Suddenly, however, it seems that men have found a way to bring a previously veiled hipness to the beard-only. There is, of course, the carefully-shaved, super-short just-beard look of novo-cholo estilo popularized by, we are certain, at least one American Idol contender7, and also the below-the-chin version of the “soul patch” once worn by jazz trumpeters and would-be beats. Not Amish, but cool nevertheless—you go, ese. This has, perhaps, paved the way for the more traditional beard-onlys—usually neatly trimmed outlines of the man-face that, in this new light, seems symmetrical or even focusing rather than incomplete. We wish to see other, now-er iterations of this look and are distressed that HBO’s Big Love, being a much more eye-easy take on polygamy than anything 60 Minutes ever gave us (Chloe Sevigny—rowr), did not identify a more thorough exploration of the geek / Mormon pioneer aesthetic8 as a possible value added for the new post-Sopranos epic.
Tori Spelling
O.K., we admit we are out pretty far on the proverbial Wile E. Coyote ledge with this one and, as usual, our conclusions will be based more on our gut-level, instinctual grok of a situation more than any actual perusal of data (and grateful we are that the cosmos have gifted us with this preternatural ability, as it saves us from having to actually see entire shows, enabling us instead to celebrate or dismiss them based entirely on seeing the ad).

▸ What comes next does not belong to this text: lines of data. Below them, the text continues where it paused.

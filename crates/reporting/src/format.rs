//! Display formatting for dashboard values.
//!
//! Formatters are total: missing or non-numeric input renders a safe
//! default (`"$0.00"`, `"0"`, `"0%"`, `""`) instead of failing.

use std::fmt;
use std::str::FromStr;

use campaign_core::CampaignError;
use chrono::{DateTime, NaiveDate};
use serde::{Deserialize, Serialize};

#[derive(Debug, Clone, Copy, Default, PartialEq, Eq, Hash, Serialize, Deserialize)]
#[serde(rename_all = "UPPERCASE")]
pub enum Currency {
    #[default]
    Usd,
    Eur,
    Gbp,
    Jpy,
}

impl Currency {
    pub fn symbol(&self) -> &'static str {
        match self {
            Currency::Usd => "$",
            Currency::Eur => "€",
            Currency::Gbp => "£",
            Currency::Jpy => "¥",
        }
    }

    pub fn fraction_digits(&self) -> usize {
        match self {
            Currency::Jpy => 0,
            _ => 2,
        }
    }

    pub fn code(&self) -> &'static str {
        match self {
            Currency::Usd => "USD",
            Currency::Eur => "EUR",
            Currency::Gbp => "GBP",
            Currency::Jpy => "JPY",
        }
    }
}

impl fmt::Display for Currency {
    fn fmt(&self, f: &mut fmt::Formatter<'_>) -> fmt::Result {
        f.write_str(self.code())
    }
}

impl FromStr for Currency {
    type Err = CampaignError;

    fn from_str(s: &str) -> Result<Self, Self::Err> {
        match s.trim().to_ascii_uppercase().as_str() {
            "USD" => Ok(Currency::Usd),
            "EUR" => Ok(Currency::Eur),
            "GBP" => Ok(Currency::Gbp),
            "JPY" => Ok(Currency::Jpy),
            other => Err(CampaignError::Parse(format!("unsupported currency: {other}"))),
        }
    }
}

/// What a numeric value represents when rendered.
#[derive(Debug, Clone, Copy, PartialEq, Eq, Hash, Serialize, Deserialize)]
#[serde(rename_all = "snake_case")]
pub enum FormatKind {
    Currency,
    Percentage,
    Number,
    /// Unix timestamp in milliseconds.
    Date,
}

impl FromStr for FormatKind {
    type Err = CampaignError;

    fn from_str(s: &str) -> Result<Self, Self::Err> {
        match s.trim().to_ascii_lowercase().as_str() {
            "currency" => Ok(FormatKind::Currency),
            "percentage" | "percent" => Ok(FormatKind::Percentage),
            "number" => Ok(FormatKind::Number),
            "date" => Ok(FormatKind::Date),
            other => Err(CampaignError::Parse(format!("unknown format kind: {other}"))),
        }
    }
}

#[derive(Debug, Clone, Copy, Default, PartialEq, Eq)]
pub struct FormatOptions {
    pub currency: Currency,
    /// Fixed precision for percentages; `None` keeps the adaptive rule.
    pub percentage_decimals: Option<usize>,
}

/// Render `value` according to `kind`.
pub fn format_value(value: Option<f64>, kind: FormatKind, options: &FormatOptions) -> String {
    match kind {
        FormatKind::Currency => format_currency_in(value, options.currency),
        FormatKind::Percentage => match options.percentage_decimals {
            Some(decimals) => format_percentage_with(value, decimals),
            None => format_percentage(value),
        },
        FormatKind::Number => format_number(value),
        FormatKind::Date => {
            let date = value
                .filter(|v| v.is_finite())
                .and_then(|ms| DateTime::from_timestamp_millis(ms as i64))
                .map(|dt| dt.date_naive());
            format_date(date)
        }
    }
}

pub fn format_currency(value: Option<f64>) -> String {
    format_currency_in(value, Currency::Usd)
}

/// `-$1,234.56` style rendering with the currency's own fraction digits.
/// Any negative input keeps its sign, so `-0.001` renders `-$0.00`.
pub fn format_currency_in(value: Option<f64>, currency: Currency) -> String {
    let value = value.filter(|v| v.is_finite()).unwrap_or(0.0);
    let fixed = to_fixed(value.abs(), currency.fraction_digits());
    let sign = if value < 0.0 { "-" } else { "" };
    format!("{sign}{}{}", currency.symbol(), group_fixed(&fixed))
}

/// Compact rendering: `1.2K`, `3.4M`, otherwise the plain number.
pub fn format_number(value: Option<f64>) -> String {
    let Some(value) = value else {
        return "0".to_string();
    };
    if value.is_nan() {
        return "NaN".to_string();
    }
    if value.is_infinite() {
        return if value > 0.0 { "Infinity" } else { "-Infinity" }.to_string();
    }

    let magnitude = value.abs();
    if magnitude >= 1_000_000.0 {
        format!("{}M", to_fixed(value / 1_000_000.0, 1))
    } else if magnitude >= 1_000.0 {
        format!("{}K", to_fixed(value / 1_000.0, 1))
    } else if value == 0.0 {
        "0".to_string()
    } else {
        value.to_string()
    }
}

/// Comma-grouped rendering with up to three fraction digits, no
/// abbreviation. Used for table cells.
pub fn format_thousands(value: Option<f64>) -> String {
    let value = value.filter(|v| v.is_finite()).unwrap_or(0.0);
    let fixed = format!("{:.3}", value.abs());
    let trimmed = fixed.trim_end_matches('0').trim_end_matches('.');
    if trimmed.is_empty() || trimmed == "0" {
        return "0".to_string();
    }
    let sign = if value < 0.0 { "-" } else { "" };
    format!("{sign}{}", group_fixed(trimmed))
}

/// Treats the input as a fraction (`0.5` renders `50.0%`). Sub-1%
/// magnitudes get two decimals, 100% and above none, everything else one.
pub fn format_percentage(value: Option<f64>) -> String {
    let Some(value) = value.filter(|v| v.is_finite()) else {
        return "0%".to_string();
    };
    let percent = value * 100.0;
    let magnitude = percent.abs();
    let decimals = if magnitude < 1.0 {
        2
    } else if magnitude >= 100.0 {
        0
    } else {
        1
    };
    format!("{}%", to_fixed(percent, decimals))
}

pub fn format_percentage_with(value: Option<f64>, decimals: usize) -> String {
    let Some(value) = value.filter(|v| v.is_finite()) else {
        return "0%".to_string();
    };
    format!("{}%", to_fixed(value * 100.0, decimals))
}

/// `Jan 15, 2024`. Missing dates render as an empty string.
pub fn format_date(date: Option<NaiveDate>) -> String {
    date.map(|d| d.format("%b %-d, %Y").to_string())
        .unwrap_or_default()
}

/// Accepts RFC 3339 timestamps or `YYYY-MM-DD`; anything else renders `""`.
pub fn format_date_str(raw: &str) -> String {
    format_date(parse_date(raw))
}

pub fn format_date_range(start: Option<NaiveDate>, end: Option<NaiveDate>) -> String {
    format!("{} - {}", format_date(start), format_date(end))
}

pub(crate) fn parse_date(raw: &str) -> Option<NaiveDate> {
    let raw = raw.trim();
    if raw.is_empty() {
        return None;
    }
    DateTime::parse_from_rfc3339(raw)
        .map(|dt| dt.date_naive())
        .ok()
        .or_else(|| NaiveDate::parse_from_str(raw, "%Y-%m-%d").ok())
}

/// Fixed-point rendering that rounds ties away from zero (`1.25` to one
/// decimal is `1.3`), unlike `{:.N}` which rounds them to even.
fn to_fixed(value: f64, decimals: usize) -> String {
    let factor = 10f64.powi(decimals as i32);
    let scaled = value * factor;
    // Past 2^52 every f64 is already an integer.
    let rounded = if scaled.is_finite() && scaled.abs() < 4_503_599_627_370_496.0 {
        scaled.round() / factor
    } else {
        value
    };
    format!("{rounded:.decimals$}")
}

/// Insert thousands separators into the integer part of an unsigned
/// fixed-point string.
fn group_fixed(fixed: &str) -> String {
    let (int_part, frac_part) = match fixed.split_once('.') {
        Some((int_part, frac_part)) => (int_part, Some(frac_part)),
        None => (fixed, None),
    };

    let mut grouped = String::with_capacity(int_part.len() + int_part.len() / 3 + 4);
    for (i, c) in int_part.chars().enumerate() {
        if i > 0 && (int_part.len() - i) % 3 == 0 {
            grouped.push(',');
        }
        grouped.push(c);
    }
    if let Some(frac) = frac_part {
        grouped.push('.');
        grouped.push_str(frac);
    }
    grouped
}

Our first take on Tori Spelling, way back in the early Beverly Hills, 90210 days, was simple repulsion. She was even then a complex mixture of ingredients: (a) no acting skills, (b) several features that your Aunt Gladys would have called “homely” or perhaps “uncomely” but that you always thought of as “simian,” and (c) a strange near-attractiveness that made the ultimate imbalance of her features all the more jarring and dinner-heaving. Throw in that her pops was the show’s producer and, well … .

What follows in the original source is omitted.